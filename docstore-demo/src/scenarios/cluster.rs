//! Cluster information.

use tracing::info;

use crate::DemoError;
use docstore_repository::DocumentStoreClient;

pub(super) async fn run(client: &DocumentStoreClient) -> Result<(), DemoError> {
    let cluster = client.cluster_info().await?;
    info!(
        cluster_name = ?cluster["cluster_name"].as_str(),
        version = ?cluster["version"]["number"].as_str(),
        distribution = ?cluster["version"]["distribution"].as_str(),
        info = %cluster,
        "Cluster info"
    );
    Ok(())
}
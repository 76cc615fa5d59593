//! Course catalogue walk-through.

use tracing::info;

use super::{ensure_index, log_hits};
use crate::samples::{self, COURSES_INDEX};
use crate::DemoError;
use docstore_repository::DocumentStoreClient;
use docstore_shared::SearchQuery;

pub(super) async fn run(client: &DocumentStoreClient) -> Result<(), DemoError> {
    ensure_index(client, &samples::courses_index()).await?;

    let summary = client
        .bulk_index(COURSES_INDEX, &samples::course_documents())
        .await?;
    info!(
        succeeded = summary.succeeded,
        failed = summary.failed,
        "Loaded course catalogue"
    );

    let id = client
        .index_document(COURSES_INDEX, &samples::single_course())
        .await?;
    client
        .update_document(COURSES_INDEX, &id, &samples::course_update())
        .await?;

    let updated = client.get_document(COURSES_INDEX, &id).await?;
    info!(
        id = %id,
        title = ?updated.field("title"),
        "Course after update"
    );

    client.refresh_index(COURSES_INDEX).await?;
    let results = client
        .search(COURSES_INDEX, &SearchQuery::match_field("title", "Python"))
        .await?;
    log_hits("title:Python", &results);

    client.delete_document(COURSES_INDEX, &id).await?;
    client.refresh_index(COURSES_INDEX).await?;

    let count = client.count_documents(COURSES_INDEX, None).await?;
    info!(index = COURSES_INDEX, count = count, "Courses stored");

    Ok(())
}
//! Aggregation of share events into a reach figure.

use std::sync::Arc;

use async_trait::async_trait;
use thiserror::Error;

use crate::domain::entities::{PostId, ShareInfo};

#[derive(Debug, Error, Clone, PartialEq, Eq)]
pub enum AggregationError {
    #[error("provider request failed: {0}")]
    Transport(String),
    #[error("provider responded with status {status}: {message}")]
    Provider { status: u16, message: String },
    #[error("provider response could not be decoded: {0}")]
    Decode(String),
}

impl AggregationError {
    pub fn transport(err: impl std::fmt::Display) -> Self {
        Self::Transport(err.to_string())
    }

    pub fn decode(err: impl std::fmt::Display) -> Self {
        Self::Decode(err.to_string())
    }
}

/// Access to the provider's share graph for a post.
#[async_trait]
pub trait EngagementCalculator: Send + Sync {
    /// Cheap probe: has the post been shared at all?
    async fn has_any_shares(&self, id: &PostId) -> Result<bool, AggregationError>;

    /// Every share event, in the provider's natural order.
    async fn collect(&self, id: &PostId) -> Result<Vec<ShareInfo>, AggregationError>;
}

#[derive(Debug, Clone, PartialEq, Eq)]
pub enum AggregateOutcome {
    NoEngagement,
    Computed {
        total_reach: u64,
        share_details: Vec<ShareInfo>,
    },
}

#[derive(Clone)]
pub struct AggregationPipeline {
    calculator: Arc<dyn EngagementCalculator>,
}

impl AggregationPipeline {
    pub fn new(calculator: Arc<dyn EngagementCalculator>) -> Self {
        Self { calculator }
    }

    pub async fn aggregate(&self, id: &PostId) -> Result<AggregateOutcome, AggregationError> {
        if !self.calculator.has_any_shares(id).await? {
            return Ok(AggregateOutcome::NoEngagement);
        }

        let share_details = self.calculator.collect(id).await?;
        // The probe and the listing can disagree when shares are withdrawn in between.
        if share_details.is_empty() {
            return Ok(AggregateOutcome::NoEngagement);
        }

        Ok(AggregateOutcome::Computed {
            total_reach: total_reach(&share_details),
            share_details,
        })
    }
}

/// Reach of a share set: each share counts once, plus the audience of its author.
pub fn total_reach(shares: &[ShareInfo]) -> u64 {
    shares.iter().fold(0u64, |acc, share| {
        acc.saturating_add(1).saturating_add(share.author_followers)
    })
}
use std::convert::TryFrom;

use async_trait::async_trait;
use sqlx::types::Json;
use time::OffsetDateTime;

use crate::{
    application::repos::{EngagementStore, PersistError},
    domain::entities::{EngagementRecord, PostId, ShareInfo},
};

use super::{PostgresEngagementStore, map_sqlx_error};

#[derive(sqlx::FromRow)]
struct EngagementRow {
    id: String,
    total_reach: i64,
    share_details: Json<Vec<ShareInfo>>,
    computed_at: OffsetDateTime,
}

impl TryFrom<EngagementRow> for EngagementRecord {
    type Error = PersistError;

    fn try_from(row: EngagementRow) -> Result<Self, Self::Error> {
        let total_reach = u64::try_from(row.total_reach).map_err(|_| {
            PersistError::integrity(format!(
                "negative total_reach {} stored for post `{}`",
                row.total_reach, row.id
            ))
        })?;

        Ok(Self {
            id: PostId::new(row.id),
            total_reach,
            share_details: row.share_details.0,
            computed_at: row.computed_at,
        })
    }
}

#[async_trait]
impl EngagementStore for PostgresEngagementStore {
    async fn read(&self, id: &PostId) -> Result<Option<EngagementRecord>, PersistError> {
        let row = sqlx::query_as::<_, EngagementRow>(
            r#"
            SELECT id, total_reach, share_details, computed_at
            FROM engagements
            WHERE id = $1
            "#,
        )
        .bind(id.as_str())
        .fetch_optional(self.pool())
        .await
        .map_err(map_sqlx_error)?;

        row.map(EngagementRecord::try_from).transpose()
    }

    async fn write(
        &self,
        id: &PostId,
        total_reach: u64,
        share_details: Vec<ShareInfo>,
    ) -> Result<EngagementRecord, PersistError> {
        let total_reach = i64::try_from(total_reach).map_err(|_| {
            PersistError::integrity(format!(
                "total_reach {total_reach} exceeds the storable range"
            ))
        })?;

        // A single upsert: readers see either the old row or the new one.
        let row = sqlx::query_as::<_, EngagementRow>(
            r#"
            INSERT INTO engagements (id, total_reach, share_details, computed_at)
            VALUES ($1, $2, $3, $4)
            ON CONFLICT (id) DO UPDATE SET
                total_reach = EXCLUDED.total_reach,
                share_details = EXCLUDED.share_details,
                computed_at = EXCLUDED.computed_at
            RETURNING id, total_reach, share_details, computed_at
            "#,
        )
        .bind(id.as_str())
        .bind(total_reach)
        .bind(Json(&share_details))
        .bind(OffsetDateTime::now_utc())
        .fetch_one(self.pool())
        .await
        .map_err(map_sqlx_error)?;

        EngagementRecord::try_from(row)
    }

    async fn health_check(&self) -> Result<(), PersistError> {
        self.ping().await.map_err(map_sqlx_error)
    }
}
......
EXERCISE:
When a line in the material above includes "TryFrom", report that line by copying it.

EXERCISE SOLUTION:
use std::convert::TryFrom;
impl TryFrom<EngagementRow> for EngagementRecord {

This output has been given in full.